==== EXERCISE INPUTS ====

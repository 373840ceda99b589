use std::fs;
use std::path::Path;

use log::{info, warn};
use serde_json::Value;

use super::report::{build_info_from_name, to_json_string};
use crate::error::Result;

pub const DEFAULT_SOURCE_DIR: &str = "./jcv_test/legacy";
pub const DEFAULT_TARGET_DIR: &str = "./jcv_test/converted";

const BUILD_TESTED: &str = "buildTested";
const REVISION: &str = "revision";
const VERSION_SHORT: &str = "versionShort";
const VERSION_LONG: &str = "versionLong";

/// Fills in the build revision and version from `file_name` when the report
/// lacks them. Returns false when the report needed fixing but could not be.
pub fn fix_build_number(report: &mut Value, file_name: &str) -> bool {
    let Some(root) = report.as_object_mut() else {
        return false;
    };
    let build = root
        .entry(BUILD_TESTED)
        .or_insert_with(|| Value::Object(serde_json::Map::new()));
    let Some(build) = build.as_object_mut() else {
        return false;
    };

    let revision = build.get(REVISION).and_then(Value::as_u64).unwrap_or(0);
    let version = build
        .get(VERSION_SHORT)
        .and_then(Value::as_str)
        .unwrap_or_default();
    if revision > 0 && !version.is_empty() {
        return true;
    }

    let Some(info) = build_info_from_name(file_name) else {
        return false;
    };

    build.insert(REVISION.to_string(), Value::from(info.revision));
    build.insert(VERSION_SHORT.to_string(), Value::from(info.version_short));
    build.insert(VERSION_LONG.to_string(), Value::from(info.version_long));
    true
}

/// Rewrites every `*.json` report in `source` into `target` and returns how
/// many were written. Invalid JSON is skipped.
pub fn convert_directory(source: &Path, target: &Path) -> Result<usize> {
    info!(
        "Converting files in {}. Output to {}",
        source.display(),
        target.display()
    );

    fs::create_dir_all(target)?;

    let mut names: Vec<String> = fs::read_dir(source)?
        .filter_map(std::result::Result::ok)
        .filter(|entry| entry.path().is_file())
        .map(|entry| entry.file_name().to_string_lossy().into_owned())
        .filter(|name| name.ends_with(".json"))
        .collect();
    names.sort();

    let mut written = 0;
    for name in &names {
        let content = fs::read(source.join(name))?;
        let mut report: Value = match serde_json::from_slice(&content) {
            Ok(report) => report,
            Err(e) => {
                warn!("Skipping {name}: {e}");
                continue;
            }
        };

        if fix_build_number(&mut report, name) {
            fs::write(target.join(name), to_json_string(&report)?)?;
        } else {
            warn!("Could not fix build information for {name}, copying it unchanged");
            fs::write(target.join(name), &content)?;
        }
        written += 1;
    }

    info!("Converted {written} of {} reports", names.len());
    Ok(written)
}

====
==== EXERCISE INPUTS ====

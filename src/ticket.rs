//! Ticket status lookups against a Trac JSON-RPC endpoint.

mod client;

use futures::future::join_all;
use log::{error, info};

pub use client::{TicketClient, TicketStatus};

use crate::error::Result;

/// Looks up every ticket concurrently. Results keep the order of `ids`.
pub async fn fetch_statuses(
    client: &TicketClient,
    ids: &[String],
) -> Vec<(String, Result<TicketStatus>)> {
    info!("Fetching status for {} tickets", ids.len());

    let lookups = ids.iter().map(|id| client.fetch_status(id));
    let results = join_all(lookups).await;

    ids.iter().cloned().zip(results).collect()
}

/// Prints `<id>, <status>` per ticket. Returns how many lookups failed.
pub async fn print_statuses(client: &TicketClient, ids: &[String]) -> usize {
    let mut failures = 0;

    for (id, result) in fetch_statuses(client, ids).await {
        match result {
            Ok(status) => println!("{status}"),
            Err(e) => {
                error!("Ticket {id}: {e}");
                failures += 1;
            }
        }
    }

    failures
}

====

### REQUIRED ACTION
When a line above includes the word "content", please list that line.

### YOUR SOLUTION
        let content = fs::read(source.join(name))?;
        let mut report: Value = match serde_json::from_slice(&content) {
            fs::write(target.join(name), &content)?;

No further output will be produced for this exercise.